Task to complete ▸ Give the number of lines in the following entries that contain the word "comment", with nothing added.

Dataset entries:
"""
use derive_where::derive_where;
use tokio_util::sync::CancellationToken;

use crate::{
    binding::{ReadBinding, WriteBinding},
    cmap::{Channel, ChannelHandle, ChannelSource, ChannelSourceHandle, StreamDescription},
    error::{Error, Result},
    sdam::ServerAddress,
    session::ClientSession,
    trace::RETRY_TRACING_EVENT_TARGET,
};

/// Accessors and channel replacement shared by both contexts.
macro_rules! context_common {
    ($context:ident, $binding:ident, $acquire:ident) => {
        impl<'a> $context<'a> {
            /// Builds a context around handles that were already acquired.
            pub fn from_parts(
                binding: &'a dyn $binding,
                session: &'a mut ClientSession,
                retry_requested: bool,
                channel_source: ChannelSourceHandle,
                channel: ChannelHandle,
                cancellation_token: CancellationToken,
            ) -> Self {
                Self {
                    binding,
                    session,
                    retry_requested,
                    channel_source,
                    channel,
                    cancellation_token,
                }
            }

            /// Selects a server through `binding` and checks a channel out of it.
            pub async fn create(
                binding: &'a dyn $binding,
                session: &'a mut ClientSession,
                retry_requested: bool,
                cancellation_token: CancellationToken,
            ) -> Result<Self> {
                let (channel_source, channel) =
                    acquire(&cancellation_token, binding.$acquire(&[])).await?;
                Ok(Self::from_parts(
                    binding,
                    session,
                    retry_requested,
                    channel_source,
                    channel,
                    cancellation_token,
                ))
            }

            pub fn binding(&self) -> &'a dyn $binding {
                self.binding
            }

            pub fn session(&self) -> &ClientSession {
                &*self.session
            }

            pub fn session_mut(&mut self) -> &mut ClientSession {
                &mut *self.session
            }

            /// Whether the caller allows one retry after a retryable error.
            pub fn retry_requested(&self) -> bool {
                self.retry_requested
            }

            pub fn channel_source(&self) -> &dyn ChannelSource {
                self.channel_source.as_ref()
            }

            pub fn channel(&self) -> &dyn Channel {
                self.channel.as_ref()
            }

            pub fn channel_mut(&mut self) -> &mut dyn Channel {
                self.channel.as_mut()
            }

            /// What is known about the server the current channel is connected to.
            pub fn description(&self) -> &StreamDescription {
                self.channel.description()
            }

            pub fn cancellation_token(&self) -> &CancellationToken {
                &self.cancellation_token
            }

            pub(crate) fn channel_and_session(&mut self) -> (&mut dyn Channel, &mut ClientSession) {
                (self.channel.as_mut(), &mut *self.session)
            }

            /// Fails with a cancellation error once the token was cancelled.
            pub fn check_cancelled(&self) -> Result<()> {
                if self.cancellation_token.is_cancelled() {
                    Err(Error::cancelled())
                } else {
                    Ok(())
                }
            }

            /// Installs a new channel. The previous channel is dropped first.
            pub fn replace_channel(&mut self, channel: ChannelHandle) {
                self.channel = channel;
            }

            /// Installs a new channel source together with a channel checked out of it. The
            /// previous channel is dropped before the previous source.
            pub fn replace_channel_source(
                &mut self,
                channel_source: ChannelSourceHandle,
                channel: ChannelHandle,
            ) {
                self.channel = channel;
                self.channel_source = channel_source;
            }

            /// Selects a server again, avoiding `deprioritized`, and replaces the current handles
            /// with ones for that server. On failure the current handles are kept.
            pub async fn acquire_or_replace_channel(
                &mut self,
                deprioritized: &[ServerAddress],
            ) -> Result<()> {
                let (channel_source, channel) = acquire(
                    &self.cancellation_token,
                    self.binding.$acquire(deprioritized),
                )
                .await?;
                tracing::debug!(
                    target: RETRY_TRACING_EVENT_TARGET,
                    serverHost = channel_source.server_address().host.as_str(),
                    serverPort = channel_source.server_address().port_or_default(),
                    "Acquired replacement channel"
                );
                self.replace_channel_source(channel_source, channel);
                Ok(())
            }
        }
    };
}

/// Holds the binding, session and channel of one retryable read.
#[derive_where(Debug)]
pub struct RetryableReadContext<'a> {
    #[derive_where(skip)]
    binding: &'a dyn ReadBinding,
    session: &'a mut ClientSession,
    retry_requested: bool,
    #[derive_where(skip)]
    channel_source: ChannelSourceHandle,
    #[derive_where(skip)]
    channel: ChannelHandle,
    cancellation_token: CancellationToken,
}

context_common!(RetryableReadContext, ReadBinding, get_read_channel_source);

/// Holds the binding, session and channel of one retryable write.
#[derive_where(Debug)]
pub struct RetryableWriteContext<'a> {
    #[derive_where(skip)]
    binding: &'a dyn WriteBinding,
    session: &'a mut ClientSession,
    retry_requested: bool,
    #[derive_where(skip)]
    channel_source: ChannelSourceHandle,
    #[derive_where(skip)]
    channel: ChannelHandle,
    cancellation_token: CancellationToken,
}

context_common!(RetryableWriteContext, WriteBinding, get_write_channel_source);

/// Awaits server selection and then a channel from the selected server, checking for
/// cancellation before each step.
async fn acquire(
    cancellation_token: &CancellationToken,
    select: impl std::future::Future<Output = Result<ChannelSourceHandle>>,
) -> Result<(ChannelSourceHandle, ChannelHandle)> {
    if cancellation_token.is_cancelled() {
        return Err(Error::cancelled());
    }
    let channel_source = select.await?;
    if cancellation_token.is_cancelled() {
        return Err(Error::cancelled());
    }
    let channel = channel_source.get_channel().await?;
    Ok((channel_source, channel))
}
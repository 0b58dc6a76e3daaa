use crate::linq::{
    ast::{AstExpression, AstStage},
    translators::{QueryCall, Result, StageTranslator, TranslatedPipeline},
};

/// `Distinct(source)` groups on the whole document and promotes each group key back to the root.
pub(super) struct DistinctStageTranslator;

impl StageTranslator for DistinctStageTranslator {
    fn translate(
        &self,
        pipeline: TranslatedPipeline,
        call: &QueryCall<'_>,
    ) -> Result<TranslatedPipeline> {
        call.expect_arguments(&[1])?;
        let serializer = pipeline.output_serializer().clone();
        Ok(pipeline.add_stages(
            serializer,
            [
                AstStage::Group {
                    id: AstExpression::root(),
                    fields: Vec::new(),
                },
                AstStage::ReplaceRoot(AstExpression::field("_id")),
            ],
        ))
    }
}
use std::time::Duration;

use serde::Deserialize;

use crate::{
    bson::{doc, Bson, Document},
    cmap::{Command, RawCommandResponse, StreamDescription},
    error::{Error, ErrorKind, Result},
    operation::{OperationWithDefaults, SERVER_4_4_0_WIRE_VERSION},
    sdam::ServerAddress,
    serde_util,
    Namespace,
};

/// Fetches the next batch of an open server cursor.
#[derive(Debug)]
pub(crate) struct GetMore {
    ns: Namespace,
    cursor_id: i64,
    server: ServerAddress,
    batch_size: Option<i32>,
    max_time: Option<Duration>,
    comment: Option<Bson>,
}

impl GetMore {
    pub(crate) fn new(ns: Namespace, cursor_id: i64, server: ServerAddress) -> Self {
        Self {
            ns,
            cursor_id,
            server,
            batch_size: None,
            max_time: None,
            comment: None,
        }
    }

    /// A batch size of zero leaves the size up to the server.
    pub(crate) fn batch_size(mut self, batch_size: Option<i32>) -> Self {
        self.batch_size = batch_size;
        self
    }

    pub(crate) fn max_time(mut self, max_time: Option<Duration>) -> Self {
        self.max_time = max_time;
        self
    }

    pub(crate) fn comment(mut self, comment: Option<Bson>) -> Self {
        self.comment = comment;
        self
    }
}

/// The documents and cursor state returned by a `getMore`.
#[derive(Debug, Clone, PartialEq)]
pub(crate) struct GetMoreResult {
    pub(crate) batch: Vec<Document>,
    pub(crate) id: i64,
    pub(crate) post_batch_resume_token: Option<Document>,
}

impl OperationWithDefaults for GetMore {
    type O = GetMoreResult;

    const NAME: &'static str = "getMore";

    fn build(&mut self, description: &StreamDescription) -> Result<Command> {
        let mut body = doc! {
            Self::NAME: self.cursor_id,
            "collection": self.ns.coll.clone(),
        };

        if let Some(batch_size) = self.batch_size {
            if batch_size < 0 {
                return Err(Error::invalid_argument(
                    "The batch size of a getMore must not be negative",
                ));
            } else if batch_size != 0 {
                body.insert("batchSize", batch_size);
            }
        }

        if let Some(max_time) = self.max_time {
            body.insert("maxTimeMS", serde_util::max_time_ms(max_time));
        }

        if let Some(ref comment) = self.comment {
            if description
                .max_wire_version
                .is_some_and(|version| version >= SERVER_4_4_0_WIRE_VERSION)
            {
                body.insert("comment", comment.clone());
            }
        }

        Ok(Command::new(Self::NAME, self.ns.db.clone(), body))
    }

    fn handle_response(
        &self,
        response: RawCommandResponse,
        _description: &StreamDescription,
    ) -> Result<Self::O> {
        let response: GetMoreResponseBody = response.body()?;
        Ok(GetMoreResult {
            batch: response.cursor.next_batch,
            id: response.cursor.id,
            post_batch_resume_token: response.cursor.post_batch_resume_token,
        })
    }

    fn handle_error(&self, error: Error) -> Result<Self::O> {
        if error.is_cursor_not_found() {
            return Err(Error::from(ErrorKind::CursorNotFound {
                cursor_id: self.cursor_id,
                server: self.server.to_string(),
            })
            .with_source(error));
        }
        Err(error)
    }
}

#[derive(Debug, Deserialize)]
struct GetMoreResponseBody {
    cursor: NextBatchBody,
}

#[derive(Debug, Deserialize)]
#[serde(rename_all = "camelCase")]
struct NextBatchBody {
    id: i64,
    #[serde(default)]
    next_batch: Vec<Document>,
    post_batch_resume_token: Option<Document>,
}
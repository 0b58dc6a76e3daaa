use crate::{
    bson::Bson,
    linq::{
        ast::AstStage,
        translators::{QueryCall, Result, StageTranslator, TranslatedPipeline},
        Expression,
        QueryMethod,
    },
};

/// `Skip(source, n)` becomes `$skip` and `Take(source, n)` becomes `$limit`. The count must be a
/// non-negative integer constant.
pub(super) struct SkipTakeStageTranslator;

impl StageTranslator for SkipTakeStageTranslator {
    fn translate(
        &self,
        pipeline: TranslatedPipeline,
        call: &QueryCall<'_>,
    ) -> Result<TranslatedPipeline> {
        call.expect_arguments(&[2])?;
        let count = match call.argument(1)? {
            Expression::Constant(Bson::Int32(count)) => i64::from(*count),
            Expression::Constant(Bson::Int64(count)) => *count,
            _ => return Err(call.unsupported("the count is not an integer constant")),
        };
        if count < 0 {
            return Err(call.unsupported(format!("the count {count} is negative")));
        }

        let stage = match call.method {
            QueryMethod::Skip => AstStage::Skip(count),
            _ => AstStage::Limit(count),
        };
        let serializer = pipeline.output_serializer().clone();
        Ok(pipeline.add_stages(serializer, [stage]))
    }
}
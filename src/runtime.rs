use std::future::Future;

use tokio::task::JoinHandle;

/// Spawn a task in the background to run a future.
///
/// Returns `None` when called outside of a tokio runtime, in which case the future is dropped
/// without running.
pub(crate) fn spawn<F, O>(fut: F) -> Option<JoinHandle<O>>
where
    F: Future<Output = O> + Send + 'static,
    O: Send + 'static,
{
    #[cfg(feature = "sync")]
    {
        let handle = tokio::runtime::Handle::try_current()
            .unwrap_or_else(|_| crate::sync::TOKIO_RUNTIME.handle().clone());
        Some(handle.spawn(fut))
    }

    #[cfg(not(feature = "sync"))]
    {
        tokio::runtime::Handle::try_current()
            .ok()
            .map(|handle| handle.spawn(fut))
    }
}

/// Runs a future to completion on the runtime backing the blocking API.
///
/// Must not be called from inside an async context.
#[cfg(feature = "sync")]
pub(crate) fn block_on<F, T>(fut: F) -> T
where
    F: Future<Output = T>,
{
    crate::sync::TOKIO_RUNTIME.block_on(fut)
}
mod distinct;
mod expression;
mod group_by;
mod of_type;
mod order_by;
mod pipeline;
mod pipeline_translator;
mod select;
mod select_many;
mod skip_take;
mod where_stage;


pub use self::{
    expression::ExpressionTranslation,
    pipeline::TranslatedPipeline,
    pipeline_translator::PipelineTranslator,
};
use crate::linq::{Expression, QueryMethod, UnsupportedExpressionError};

type Result<T> = std::result::Result<T, UnsupportedExpressionError>;

/// A call of a query method, with its first argument already translated into the upstream
/// pipeline.
#[derive(Debug)]
pub(crate) struct QueryCall<'a> {
    pub(crate) expression: &'a Expression,
    pub(crate) method: QueryMethod,
    pub(crate) arguments: &'a [Expression],
}

impl<'a> QueryCall<'a> {
    pub(crate) fn unsupported(&self, reason: impl Into<String>) -> UnsupportedExpressionError {
        UnsupportedExpressionError::new(self.expression, reason)
    }

    /// Checks the number of arguments, counting the source.
    pub(crate) fn expect_arguments(&self, counts: &[usize]) -> Result<()> {
        if counts.contains(&self.arguments.len()) {
            Ok(())
        } else {
            Err(self.unsupported(format!(
                "{} does not take {} arguments",
                self.method,
                self.arguments.len()
            )))
        }
    }

    pub(crate) fn argument(&self, index: usize) -> Result<&'a Expression> {
        self.arguments
            .get(index)
            .ok_or_else(|| self.unsupported(format!("argument {index} is missing")))
    }

    /// The argument at `index` as a lambda taking `parameter_count` parameters.
    pub(crate) fn lambda(
        &self,
        index: usize,
        parameter_count: usize,
    ) -> Result<(&'a [String], &'a Expression)> {
        match self.argument(index)?.as_lambda() {
            Some((parameters, body)) if parameters.len() == parameter_count => {
                Ok((parameters, body))
            }
            _ => Err(self.unsupported(format!(
                "argument {index} is not a lambda of {parameter_count} parameters"
            ))),
        }
    }
}

/// Adds the stages of one query method to the pipeline translated so far.
pub(crate) trait StageTranslator: Sync {
    fn translate(
        &self,
        pipeline: TranslatedPipeline,
        call: &QueryCall<'_>,
    ) -> Result<TranslatedPipeline>;
}
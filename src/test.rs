//! Fixtures shared by the unit tests of every module.


pub(crate) use mock::{MockBinding, MockReply};

use crate::bson::{doc, Document};

/// The session id attached to commands in tests.
pub(crate) fn lsid() -> Document {
    doc! { "id": "test-session" }
}

/// A document with an `_id` and an `x` field.
pub(crate) fn numbered(i: i32) -> Document {
    doc! { "_id": i, "x": i }
}

/// `n` numbered documents starting at `start`.
pub(crate) fn numbered_docs(start: i32, n: i32) -> Vec<Document> {
    (start..start + n).map(numbered).collect()
}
"""
Exercise solution ▸ 6